**Data excerpts**:
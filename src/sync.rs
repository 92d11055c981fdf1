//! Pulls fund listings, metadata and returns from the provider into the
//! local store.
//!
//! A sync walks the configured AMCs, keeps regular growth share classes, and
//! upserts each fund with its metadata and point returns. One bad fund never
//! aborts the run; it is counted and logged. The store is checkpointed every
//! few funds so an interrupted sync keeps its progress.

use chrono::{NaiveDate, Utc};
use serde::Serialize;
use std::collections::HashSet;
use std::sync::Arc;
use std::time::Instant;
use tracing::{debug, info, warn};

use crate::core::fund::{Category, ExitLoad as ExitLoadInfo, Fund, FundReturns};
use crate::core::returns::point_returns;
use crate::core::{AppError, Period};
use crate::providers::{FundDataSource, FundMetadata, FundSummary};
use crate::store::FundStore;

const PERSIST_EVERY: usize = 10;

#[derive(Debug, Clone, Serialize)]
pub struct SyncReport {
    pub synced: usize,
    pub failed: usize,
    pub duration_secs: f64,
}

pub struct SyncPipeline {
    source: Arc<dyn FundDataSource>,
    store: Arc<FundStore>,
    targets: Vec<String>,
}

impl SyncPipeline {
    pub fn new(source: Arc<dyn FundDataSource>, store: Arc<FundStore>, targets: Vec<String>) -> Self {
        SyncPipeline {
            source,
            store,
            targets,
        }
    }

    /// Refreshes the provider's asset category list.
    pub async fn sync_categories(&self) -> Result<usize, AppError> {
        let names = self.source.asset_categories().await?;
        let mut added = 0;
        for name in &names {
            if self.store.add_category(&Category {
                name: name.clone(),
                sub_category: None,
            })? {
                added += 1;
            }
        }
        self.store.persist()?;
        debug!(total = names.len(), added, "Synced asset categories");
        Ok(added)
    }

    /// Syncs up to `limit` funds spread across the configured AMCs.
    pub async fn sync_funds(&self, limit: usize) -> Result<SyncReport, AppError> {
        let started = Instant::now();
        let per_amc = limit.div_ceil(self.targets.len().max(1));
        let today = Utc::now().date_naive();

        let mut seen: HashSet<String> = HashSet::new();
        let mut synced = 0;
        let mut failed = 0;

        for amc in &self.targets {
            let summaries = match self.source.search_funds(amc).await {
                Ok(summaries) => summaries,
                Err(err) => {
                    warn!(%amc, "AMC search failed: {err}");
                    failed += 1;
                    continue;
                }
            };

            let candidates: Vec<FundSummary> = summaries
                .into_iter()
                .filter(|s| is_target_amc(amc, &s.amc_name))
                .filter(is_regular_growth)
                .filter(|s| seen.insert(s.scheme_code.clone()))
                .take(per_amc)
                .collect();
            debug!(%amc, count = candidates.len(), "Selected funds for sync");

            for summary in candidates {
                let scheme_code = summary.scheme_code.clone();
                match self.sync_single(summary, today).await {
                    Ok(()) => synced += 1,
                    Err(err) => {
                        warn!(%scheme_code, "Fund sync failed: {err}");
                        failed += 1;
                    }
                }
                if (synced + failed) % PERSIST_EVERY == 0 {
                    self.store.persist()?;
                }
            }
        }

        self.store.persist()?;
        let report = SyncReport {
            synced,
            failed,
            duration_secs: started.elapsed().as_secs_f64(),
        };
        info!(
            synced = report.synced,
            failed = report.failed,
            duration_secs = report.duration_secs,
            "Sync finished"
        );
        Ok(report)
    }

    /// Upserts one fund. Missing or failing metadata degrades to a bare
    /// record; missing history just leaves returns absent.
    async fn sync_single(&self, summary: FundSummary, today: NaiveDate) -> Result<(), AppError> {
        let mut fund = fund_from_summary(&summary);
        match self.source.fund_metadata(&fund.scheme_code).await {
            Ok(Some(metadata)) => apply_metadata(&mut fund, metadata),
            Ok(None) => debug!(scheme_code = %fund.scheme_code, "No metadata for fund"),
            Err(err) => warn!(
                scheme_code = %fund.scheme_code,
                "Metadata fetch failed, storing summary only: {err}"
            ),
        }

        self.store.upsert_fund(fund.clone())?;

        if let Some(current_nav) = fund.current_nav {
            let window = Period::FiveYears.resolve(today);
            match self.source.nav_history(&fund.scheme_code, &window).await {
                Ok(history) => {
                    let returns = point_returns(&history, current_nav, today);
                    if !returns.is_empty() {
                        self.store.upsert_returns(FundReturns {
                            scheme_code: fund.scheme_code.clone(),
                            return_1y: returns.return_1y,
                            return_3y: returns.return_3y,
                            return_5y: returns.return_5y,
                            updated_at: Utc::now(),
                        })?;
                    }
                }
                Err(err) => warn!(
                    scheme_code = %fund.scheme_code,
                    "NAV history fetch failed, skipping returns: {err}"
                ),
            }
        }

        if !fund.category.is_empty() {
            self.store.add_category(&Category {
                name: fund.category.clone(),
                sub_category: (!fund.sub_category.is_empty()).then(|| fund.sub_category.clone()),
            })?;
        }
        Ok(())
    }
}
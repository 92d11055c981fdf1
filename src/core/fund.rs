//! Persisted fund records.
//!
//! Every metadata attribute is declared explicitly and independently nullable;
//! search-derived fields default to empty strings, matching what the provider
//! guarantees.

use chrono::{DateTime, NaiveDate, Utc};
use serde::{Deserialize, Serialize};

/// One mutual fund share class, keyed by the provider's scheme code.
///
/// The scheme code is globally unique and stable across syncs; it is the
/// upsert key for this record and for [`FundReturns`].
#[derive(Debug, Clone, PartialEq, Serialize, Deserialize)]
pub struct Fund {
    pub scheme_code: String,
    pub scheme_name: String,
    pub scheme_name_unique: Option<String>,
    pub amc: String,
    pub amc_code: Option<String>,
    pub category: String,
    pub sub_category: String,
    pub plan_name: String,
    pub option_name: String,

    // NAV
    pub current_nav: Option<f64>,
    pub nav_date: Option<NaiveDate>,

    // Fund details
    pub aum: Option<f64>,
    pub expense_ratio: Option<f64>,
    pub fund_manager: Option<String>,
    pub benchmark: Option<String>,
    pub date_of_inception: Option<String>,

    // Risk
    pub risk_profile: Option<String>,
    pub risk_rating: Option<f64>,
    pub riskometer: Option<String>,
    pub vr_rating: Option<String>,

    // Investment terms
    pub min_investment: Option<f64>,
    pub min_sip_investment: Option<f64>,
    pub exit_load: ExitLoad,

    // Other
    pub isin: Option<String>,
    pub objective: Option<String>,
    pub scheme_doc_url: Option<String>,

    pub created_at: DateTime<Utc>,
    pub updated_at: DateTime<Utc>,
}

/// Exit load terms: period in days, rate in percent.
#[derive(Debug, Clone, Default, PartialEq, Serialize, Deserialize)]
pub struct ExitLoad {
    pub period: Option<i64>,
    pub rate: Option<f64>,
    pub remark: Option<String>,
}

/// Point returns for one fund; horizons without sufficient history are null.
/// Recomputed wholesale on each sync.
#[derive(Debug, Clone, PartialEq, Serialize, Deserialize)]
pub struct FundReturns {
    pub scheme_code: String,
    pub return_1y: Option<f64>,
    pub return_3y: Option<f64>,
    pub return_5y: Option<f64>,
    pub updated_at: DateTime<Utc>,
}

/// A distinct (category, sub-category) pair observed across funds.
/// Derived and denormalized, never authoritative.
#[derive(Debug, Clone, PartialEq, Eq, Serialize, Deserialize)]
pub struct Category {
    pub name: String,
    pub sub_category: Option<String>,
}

**Your goal**: Scan the records above for lines with the word "AMCs". Then report how many there are, as a bare number.

**Solution to the exercise**: 2